| TASK ITEM |
Using the records below, filter out every line that lacks "lines" and copy the rest.

| INPUT |

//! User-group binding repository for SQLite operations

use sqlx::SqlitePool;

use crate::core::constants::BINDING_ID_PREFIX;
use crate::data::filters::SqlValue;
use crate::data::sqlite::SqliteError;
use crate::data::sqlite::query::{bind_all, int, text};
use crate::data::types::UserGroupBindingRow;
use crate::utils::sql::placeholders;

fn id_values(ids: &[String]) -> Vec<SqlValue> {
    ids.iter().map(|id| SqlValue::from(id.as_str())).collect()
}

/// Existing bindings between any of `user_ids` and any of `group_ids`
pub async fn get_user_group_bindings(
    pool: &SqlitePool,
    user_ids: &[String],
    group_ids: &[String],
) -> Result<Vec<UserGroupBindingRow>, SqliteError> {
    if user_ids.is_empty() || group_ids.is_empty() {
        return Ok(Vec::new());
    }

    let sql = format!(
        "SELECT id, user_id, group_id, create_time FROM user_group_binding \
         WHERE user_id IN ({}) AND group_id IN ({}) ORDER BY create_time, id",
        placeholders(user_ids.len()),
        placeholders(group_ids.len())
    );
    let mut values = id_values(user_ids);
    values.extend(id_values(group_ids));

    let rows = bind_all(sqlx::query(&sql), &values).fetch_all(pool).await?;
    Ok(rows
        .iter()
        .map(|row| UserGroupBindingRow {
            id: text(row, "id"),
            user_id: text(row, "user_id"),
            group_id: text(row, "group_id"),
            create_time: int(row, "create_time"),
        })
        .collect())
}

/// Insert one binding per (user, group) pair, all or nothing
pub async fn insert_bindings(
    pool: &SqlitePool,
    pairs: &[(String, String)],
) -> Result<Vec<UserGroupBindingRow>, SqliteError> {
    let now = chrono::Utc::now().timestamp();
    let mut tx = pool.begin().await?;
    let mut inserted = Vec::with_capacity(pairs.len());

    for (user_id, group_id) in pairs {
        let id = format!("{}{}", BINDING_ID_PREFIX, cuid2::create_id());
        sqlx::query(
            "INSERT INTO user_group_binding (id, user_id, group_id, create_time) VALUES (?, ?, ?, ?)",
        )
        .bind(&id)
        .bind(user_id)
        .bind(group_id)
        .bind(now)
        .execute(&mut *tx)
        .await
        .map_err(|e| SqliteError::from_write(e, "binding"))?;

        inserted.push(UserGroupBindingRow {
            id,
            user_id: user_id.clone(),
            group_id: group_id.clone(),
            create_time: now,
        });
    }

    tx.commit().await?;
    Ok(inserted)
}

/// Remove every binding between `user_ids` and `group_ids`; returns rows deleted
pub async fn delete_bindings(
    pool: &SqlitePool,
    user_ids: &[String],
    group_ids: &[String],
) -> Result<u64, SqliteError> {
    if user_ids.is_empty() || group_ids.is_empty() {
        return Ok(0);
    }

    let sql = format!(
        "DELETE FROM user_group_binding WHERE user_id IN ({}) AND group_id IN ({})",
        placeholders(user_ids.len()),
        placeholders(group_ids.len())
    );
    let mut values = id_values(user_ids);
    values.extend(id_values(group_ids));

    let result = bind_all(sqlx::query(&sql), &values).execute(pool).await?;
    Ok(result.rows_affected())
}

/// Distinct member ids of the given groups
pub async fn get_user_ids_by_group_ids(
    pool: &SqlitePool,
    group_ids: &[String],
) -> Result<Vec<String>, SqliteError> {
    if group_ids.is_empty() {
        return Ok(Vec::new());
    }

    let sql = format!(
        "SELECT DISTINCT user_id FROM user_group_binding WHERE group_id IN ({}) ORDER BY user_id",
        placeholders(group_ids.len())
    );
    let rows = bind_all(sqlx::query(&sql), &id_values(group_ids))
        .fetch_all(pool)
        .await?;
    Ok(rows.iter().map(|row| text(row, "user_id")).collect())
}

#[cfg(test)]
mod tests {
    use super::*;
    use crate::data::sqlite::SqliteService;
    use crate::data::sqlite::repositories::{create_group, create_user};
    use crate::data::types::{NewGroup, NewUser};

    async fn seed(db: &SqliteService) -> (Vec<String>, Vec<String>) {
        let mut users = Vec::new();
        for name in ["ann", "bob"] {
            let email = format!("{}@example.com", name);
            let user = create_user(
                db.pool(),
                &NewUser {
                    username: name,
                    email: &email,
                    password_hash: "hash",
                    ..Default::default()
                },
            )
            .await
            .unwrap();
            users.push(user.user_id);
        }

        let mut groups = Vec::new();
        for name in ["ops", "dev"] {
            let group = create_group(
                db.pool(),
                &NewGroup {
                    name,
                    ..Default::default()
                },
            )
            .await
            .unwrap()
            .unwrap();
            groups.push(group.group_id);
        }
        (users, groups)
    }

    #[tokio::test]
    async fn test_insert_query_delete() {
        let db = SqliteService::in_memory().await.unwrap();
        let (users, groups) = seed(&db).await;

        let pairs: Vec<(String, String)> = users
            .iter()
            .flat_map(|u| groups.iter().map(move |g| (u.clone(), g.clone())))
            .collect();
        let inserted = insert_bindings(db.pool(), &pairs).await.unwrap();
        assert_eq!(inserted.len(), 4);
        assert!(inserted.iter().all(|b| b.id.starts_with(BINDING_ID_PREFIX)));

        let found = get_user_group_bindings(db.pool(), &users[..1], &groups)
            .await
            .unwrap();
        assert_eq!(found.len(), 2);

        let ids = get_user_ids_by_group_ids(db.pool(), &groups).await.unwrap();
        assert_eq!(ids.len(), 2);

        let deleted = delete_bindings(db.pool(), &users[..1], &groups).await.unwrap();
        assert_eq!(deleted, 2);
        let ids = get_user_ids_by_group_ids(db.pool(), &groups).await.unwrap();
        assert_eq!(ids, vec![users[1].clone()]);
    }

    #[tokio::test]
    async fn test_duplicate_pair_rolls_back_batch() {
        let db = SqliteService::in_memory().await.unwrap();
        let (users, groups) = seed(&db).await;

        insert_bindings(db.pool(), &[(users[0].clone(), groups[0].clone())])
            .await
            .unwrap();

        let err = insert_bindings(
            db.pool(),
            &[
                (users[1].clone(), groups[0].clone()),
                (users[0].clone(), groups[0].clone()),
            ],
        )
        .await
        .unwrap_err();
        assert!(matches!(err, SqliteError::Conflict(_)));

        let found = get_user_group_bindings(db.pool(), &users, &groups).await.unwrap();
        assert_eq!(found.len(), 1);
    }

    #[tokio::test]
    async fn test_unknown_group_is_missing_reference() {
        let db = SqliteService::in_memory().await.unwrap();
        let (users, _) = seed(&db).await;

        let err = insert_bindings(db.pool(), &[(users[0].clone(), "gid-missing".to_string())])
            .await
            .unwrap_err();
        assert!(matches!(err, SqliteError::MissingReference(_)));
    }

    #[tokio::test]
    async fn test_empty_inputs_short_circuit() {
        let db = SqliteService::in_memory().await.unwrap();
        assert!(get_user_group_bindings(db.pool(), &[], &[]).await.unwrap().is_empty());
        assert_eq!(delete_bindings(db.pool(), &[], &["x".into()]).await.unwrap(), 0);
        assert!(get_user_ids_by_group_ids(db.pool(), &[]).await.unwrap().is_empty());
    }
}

==

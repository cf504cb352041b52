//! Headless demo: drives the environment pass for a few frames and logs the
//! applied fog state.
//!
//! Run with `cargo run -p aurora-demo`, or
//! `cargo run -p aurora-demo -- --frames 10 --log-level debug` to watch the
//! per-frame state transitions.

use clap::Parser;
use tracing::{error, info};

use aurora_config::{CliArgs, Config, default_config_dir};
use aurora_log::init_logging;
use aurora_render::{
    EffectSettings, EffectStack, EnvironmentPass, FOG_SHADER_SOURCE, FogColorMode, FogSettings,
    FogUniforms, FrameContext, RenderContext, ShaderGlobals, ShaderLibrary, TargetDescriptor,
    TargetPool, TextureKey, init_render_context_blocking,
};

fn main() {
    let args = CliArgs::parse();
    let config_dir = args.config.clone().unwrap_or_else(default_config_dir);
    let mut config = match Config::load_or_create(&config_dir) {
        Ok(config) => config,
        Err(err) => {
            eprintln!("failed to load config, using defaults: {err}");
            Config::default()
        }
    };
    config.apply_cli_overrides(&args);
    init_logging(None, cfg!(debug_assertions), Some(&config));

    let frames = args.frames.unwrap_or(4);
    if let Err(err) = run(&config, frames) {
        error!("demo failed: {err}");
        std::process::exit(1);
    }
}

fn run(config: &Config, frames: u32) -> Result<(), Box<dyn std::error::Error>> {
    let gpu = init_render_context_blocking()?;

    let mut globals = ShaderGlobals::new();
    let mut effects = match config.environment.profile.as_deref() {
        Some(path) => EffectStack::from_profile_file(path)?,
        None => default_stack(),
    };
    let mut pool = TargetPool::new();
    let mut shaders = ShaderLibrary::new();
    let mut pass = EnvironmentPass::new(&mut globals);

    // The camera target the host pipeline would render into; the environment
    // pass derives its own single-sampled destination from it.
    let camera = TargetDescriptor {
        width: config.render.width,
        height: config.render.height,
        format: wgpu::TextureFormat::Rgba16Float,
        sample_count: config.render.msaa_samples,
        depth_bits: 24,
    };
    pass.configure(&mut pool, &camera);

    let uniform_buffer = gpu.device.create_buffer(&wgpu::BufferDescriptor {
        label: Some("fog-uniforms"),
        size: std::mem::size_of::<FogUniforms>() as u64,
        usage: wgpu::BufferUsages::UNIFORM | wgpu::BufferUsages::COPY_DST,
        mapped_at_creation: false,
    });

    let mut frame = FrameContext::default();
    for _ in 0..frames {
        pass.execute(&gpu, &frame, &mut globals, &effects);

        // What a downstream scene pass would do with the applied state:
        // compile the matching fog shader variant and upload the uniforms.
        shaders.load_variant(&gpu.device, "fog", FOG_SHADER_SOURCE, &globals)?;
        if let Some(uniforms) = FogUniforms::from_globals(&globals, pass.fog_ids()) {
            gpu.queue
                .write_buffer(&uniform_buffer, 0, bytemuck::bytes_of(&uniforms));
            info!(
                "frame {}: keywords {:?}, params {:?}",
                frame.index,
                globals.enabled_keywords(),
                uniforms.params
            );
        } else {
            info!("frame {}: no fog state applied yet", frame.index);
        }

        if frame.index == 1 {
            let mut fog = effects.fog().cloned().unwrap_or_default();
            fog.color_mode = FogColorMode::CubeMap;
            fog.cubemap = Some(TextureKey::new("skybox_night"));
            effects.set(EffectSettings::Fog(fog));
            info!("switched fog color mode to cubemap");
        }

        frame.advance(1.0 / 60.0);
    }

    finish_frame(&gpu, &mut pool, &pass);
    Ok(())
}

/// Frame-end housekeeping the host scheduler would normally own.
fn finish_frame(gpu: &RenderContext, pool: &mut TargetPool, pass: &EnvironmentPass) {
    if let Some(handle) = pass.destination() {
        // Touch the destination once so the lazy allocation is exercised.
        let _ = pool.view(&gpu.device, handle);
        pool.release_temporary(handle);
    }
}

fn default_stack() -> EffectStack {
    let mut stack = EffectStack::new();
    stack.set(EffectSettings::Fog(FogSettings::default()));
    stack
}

---

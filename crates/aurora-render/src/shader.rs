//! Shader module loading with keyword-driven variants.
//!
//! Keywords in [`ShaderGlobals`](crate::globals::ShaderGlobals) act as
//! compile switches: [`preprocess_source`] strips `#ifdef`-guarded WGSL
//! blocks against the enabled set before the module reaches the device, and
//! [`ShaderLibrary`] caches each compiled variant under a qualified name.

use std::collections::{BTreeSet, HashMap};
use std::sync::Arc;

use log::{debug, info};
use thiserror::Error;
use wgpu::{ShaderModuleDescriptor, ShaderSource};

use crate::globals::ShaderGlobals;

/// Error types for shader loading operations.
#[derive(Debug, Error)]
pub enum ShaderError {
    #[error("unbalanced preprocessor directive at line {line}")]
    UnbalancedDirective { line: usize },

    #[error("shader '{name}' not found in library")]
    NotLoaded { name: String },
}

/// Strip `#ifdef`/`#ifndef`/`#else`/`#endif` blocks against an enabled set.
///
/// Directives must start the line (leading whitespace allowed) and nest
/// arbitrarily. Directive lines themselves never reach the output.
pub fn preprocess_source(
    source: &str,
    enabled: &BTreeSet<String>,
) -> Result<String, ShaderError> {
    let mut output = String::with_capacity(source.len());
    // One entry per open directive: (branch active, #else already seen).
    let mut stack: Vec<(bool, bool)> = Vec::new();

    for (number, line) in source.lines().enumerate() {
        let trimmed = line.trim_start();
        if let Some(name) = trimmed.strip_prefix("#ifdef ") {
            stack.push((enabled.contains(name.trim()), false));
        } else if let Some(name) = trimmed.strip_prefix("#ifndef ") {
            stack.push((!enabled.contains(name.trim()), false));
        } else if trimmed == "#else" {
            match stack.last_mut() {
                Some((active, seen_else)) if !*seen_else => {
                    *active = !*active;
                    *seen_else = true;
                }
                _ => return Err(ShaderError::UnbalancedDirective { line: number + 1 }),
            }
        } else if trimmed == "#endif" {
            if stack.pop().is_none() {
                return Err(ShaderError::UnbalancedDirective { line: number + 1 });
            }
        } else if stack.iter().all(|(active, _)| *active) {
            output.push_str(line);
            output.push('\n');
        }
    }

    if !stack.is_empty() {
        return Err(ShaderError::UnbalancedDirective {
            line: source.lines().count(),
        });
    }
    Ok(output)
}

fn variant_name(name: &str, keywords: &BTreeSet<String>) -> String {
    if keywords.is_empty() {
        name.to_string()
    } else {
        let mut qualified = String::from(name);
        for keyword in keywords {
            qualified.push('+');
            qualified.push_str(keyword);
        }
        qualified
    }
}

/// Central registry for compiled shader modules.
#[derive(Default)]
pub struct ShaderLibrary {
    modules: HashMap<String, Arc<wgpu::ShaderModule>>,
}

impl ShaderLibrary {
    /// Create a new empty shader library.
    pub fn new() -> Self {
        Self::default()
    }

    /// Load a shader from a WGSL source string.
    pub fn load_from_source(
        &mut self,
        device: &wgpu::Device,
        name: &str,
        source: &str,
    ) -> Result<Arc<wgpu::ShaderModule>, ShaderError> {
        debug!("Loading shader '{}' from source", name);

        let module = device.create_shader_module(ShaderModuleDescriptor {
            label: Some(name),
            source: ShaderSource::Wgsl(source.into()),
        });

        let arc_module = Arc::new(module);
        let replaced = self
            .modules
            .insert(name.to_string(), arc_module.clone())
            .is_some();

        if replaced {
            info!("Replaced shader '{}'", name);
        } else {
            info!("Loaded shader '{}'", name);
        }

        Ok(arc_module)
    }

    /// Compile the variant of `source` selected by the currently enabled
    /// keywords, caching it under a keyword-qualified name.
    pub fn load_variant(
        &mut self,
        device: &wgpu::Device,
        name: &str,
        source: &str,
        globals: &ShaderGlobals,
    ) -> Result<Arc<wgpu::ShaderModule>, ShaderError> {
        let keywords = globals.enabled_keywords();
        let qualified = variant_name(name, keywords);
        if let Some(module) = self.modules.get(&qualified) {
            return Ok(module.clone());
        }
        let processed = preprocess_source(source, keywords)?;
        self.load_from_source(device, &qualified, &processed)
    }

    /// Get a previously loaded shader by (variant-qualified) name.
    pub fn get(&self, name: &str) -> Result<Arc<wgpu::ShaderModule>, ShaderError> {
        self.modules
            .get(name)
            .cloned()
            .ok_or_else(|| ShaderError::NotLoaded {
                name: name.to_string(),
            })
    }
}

| ANSWER SPACE |
/// arbitrarily. Directive lines themselves never reach the output.
    for (number, line) in source.lines().enumerate() {
            line: source.lines().count(),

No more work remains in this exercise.